#### RECORDS

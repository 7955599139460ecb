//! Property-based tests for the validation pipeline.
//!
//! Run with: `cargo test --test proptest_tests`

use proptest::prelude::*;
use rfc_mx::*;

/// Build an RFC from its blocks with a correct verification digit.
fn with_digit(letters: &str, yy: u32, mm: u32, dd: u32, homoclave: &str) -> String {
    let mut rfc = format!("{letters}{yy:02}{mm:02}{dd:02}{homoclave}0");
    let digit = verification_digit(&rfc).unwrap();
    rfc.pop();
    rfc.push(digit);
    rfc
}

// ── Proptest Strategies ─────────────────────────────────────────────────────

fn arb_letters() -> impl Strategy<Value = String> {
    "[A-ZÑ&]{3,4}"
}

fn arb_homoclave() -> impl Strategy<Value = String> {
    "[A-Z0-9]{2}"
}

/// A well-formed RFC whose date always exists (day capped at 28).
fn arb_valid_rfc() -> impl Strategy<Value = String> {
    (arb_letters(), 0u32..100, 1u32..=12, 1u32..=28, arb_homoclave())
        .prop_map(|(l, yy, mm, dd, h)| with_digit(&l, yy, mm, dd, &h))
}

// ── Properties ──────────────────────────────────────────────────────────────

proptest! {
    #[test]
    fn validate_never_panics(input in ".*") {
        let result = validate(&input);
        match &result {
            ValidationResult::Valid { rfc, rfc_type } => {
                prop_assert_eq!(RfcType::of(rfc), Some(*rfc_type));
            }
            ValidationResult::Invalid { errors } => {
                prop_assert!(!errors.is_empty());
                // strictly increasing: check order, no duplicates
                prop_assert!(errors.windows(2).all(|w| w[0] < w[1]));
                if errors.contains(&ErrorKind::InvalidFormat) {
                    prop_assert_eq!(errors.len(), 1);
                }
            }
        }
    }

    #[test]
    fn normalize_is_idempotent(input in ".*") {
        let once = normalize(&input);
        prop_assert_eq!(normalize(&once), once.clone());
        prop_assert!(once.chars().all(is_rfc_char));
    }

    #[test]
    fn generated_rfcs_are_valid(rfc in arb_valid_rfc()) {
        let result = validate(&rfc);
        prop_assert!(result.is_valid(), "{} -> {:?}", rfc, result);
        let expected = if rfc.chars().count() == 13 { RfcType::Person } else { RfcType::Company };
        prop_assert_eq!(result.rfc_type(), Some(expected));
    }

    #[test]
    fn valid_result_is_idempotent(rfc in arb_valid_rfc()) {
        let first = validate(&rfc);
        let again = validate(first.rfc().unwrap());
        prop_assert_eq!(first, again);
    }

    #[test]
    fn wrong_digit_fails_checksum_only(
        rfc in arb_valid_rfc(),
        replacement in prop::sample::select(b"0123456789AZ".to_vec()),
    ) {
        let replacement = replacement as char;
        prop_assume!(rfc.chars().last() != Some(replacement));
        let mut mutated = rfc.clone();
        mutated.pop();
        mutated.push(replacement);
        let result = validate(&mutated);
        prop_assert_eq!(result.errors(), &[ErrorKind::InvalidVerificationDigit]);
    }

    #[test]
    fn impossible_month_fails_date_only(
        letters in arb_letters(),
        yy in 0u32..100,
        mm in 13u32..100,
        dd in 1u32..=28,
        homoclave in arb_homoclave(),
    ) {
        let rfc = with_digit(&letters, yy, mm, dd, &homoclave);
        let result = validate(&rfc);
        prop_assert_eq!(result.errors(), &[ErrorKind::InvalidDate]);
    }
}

########
#### RECORDS

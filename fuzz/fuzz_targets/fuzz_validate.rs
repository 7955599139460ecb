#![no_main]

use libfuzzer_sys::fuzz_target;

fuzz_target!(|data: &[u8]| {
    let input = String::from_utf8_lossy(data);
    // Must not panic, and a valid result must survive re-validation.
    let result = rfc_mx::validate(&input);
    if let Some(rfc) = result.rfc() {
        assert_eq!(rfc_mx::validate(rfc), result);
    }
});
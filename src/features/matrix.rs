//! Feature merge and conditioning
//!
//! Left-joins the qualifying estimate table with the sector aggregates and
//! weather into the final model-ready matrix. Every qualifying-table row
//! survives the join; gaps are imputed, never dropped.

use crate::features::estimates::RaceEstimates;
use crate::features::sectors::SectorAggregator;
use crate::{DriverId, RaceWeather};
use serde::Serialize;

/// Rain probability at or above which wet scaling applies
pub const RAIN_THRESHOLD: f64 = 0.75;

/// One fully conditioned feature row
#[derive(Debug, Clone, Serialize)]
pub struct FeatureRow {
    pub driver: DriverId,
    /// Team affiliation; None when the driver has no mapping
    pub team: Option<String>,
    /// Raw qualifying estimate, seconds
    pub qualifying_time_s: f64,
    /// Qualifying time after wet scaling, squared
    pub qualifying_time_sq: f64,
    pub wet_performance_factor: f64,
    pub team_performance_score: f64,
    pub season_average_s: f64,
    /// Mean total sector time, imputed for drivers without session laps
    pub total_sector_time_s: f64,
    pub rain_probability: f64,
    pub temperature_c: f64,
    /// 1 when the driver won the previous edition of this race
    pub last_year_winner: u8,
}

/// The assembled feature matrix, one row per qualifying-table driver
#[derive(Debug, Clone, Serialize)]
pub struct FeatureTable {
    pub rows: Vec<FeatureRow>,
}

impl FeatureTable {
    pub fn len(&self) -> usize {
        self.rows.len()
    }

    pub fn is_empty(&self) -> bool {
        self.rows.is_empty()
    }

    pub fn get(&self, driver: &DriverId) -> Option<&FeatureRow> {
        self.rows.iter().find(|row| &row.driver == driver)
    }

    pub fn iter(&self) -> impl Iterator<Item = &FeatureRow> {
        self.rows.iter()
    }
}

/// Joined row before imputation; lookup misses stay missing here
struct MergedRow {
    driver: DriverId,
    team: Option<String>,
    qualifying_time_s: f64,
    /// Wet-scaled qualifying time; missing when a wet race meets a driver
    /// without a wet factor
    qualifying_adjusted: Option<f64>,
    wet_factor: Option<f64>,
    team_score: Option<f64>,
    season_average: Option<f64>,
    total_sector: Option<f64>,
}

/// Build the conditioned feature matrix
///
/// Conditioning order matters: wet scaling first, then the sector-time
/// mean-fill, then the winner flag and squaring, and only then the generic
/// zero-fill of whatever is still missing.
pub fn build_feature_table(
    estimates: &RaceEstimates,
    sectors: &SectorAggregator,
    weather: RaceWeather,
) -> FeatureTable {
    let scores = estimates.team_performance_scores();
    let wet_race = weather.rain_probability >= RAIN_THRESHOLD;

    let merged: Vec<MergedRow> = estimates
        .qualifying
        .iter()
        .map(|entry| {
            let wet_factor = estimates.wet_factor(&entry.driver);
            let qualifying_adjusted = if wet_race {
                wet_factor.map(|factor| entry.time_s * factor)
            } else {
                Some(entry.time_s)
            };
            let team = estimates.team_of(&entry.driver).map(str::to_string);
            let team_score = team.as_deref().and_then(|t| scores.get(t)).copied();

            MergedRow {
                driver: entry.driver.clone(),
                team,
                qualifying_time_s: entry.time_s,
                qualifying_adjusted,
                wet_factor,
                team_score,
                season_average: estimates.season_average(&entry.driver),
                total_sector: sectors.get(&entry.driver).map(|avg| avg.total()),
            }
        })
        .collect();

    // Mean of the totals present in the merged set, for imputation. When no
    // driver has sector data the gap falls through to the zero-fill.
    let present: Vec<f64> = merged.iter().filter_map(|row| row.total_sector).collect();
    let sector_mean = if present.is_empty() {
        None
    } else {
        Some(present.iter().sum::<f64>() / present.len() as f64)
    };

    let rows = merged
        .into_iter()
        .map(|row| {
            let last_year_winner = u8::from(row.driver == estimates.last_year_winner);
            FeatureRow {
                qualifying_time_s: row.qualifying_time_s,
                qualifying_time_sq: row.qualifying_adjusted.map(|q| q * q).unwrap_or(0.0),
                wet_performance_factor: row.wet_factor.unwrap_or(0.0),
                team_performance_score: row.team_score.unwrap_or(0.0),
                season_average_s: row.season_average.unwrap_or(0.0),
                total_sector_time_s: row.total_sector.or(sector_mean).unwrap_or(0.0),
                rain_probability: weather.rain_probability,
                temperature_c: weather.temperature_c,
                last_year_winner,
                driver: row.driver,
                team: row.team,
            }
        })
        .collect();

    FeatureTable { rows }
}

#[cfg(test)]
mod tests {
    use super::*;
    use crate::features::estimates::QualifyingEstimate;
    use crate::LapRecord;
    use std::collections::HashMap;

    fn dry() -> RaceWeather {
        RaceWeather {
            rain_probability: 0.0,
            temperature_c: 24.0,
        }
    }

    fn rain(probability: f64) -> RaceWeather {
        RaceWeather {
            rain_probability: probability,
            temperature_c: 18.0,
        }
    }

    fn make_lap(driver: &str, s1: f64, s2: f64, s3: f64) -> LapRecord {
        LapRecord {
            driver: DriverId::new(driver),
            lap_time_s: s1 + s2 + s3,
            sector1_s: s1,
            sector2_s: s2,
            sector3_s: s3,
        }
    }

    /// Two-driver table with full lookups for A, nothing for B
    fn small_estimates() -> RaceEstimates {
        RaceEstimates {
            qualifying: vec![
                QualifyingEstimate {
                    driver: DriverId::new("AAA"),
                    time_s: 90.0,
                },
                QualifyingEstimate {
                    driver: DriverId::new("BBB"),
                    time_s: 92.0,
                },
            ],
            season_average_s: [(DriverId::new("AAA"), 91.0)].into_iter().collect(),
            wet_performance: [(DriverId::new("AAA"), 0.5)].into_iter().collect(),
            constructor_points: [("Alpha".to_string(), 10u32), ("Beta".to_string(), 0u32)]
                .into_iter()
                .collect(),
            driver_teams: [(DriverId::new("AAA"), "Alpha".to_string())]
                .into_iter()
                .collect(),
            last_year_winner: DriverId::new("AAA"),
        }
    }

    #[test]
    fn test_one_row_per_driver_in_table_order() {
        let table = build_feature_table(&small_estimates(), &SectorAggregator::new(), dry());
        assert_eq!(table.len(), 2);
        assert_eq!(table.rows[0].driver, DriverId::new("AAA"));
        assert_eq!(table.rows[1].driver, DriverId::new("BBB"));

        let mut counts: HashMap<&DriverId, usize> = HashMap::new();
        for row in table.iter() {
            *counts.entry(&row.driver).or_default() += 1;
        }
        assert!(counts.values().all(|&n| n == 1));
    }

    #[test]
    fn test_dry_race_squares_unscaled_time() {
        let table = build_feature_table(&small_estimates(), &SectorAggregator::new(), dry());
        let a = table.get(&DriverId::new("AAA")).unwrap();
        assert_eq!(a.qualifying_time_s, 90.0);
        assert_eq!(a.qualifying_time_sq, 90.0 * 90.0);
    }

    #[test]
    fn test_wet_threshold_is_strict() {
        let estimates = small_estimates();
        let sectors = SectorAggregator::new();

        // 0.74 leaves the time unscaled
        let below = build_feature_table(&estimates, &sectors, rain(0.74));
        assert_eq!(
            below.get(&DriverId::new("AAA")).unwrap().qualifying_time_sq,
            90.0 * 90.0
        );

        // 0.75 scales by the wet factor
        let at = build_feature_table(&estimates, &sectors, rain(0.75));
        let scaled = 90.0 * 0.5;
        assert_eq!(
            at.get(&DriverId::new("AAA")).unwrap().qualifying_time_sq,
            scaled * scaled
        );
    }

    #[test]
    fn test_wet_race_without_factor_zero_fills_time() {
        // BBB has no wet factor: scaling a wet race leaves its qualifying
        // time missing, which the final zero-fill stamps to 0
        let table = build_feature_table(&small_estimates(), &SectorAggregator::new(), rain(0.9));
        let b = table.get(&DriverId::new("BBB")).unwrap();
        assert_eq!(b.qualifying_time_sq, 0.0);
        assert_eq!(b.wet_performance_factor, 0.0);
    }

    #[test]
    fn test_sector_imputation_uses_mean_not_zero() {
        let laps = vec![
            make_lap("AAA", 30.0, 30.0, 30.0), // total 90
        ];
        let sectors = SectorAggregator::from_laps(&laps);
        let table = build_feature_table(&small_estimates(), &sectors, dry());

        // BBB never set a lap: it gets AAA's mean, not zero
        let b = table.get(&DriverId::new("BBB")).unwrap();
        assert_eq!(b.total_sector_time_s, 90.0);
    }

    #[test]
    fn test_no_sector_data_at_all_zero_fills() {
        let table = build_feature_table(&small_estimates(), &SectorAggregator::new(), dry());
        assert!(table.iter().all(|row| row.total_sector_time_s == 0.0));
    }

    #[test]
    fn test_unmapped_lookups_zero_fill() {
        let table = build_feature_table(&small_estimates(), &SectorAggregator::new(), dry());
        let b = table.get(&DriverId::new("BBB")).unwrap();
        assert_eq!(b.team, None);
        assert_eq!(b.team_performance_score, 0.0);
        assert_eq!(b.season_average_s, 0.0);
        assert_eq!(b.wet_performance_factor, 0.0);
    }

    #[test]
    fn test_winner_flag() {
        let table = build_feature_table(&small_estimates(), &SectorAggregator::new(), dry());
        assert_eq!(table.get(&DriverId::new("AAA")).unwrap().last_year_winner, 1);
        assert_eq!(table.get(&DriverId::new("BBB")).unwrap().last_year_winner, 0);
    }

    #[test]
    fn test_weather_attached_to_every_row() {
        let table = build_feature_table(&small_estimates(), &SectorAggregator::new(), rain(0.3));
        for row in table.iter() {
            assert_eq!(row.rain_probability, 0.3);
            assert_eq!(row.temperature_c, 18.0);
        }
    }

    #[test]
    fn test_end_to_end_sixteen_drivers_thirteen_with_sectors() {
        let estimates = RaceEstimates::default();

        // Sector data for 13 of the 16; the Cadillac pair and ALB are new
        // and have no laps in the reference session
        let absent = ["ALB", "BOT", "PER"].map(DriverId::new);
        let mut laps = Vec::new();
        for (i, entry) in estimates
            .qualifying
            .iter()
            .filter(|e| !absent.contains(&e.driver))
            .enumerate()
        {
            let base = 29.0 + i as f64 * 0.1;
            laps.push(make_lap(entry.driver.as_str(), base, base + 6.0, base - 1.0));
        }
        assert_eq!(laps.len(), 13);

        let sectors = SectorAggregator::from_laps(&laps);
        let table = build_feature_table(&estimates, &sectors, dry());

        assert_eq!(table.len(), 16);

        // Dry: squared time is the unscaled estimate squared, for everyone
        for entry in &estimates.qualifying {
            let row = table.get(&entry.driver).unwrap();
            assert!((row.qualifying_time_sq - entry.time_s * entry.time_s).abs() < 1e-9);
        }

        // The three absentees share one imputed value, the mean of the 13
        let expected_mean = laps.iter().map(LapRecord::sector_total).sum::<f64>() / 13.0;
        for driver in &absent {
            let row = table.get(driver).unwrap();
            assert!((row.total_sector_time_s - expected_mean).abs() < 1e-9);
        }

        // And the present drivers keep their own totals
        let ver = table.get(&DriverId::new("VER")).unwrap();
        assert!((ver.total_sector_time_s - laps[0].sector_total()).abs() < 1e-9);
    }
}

########

_WORK TASK_. All lines in the records with the string "HashMap" should be copied out.

_EXPECTED OUTPUT_.
    use std::collections::HashMap;
        let mut counts: HashMap<&DriverId, usize> = HashMap::new();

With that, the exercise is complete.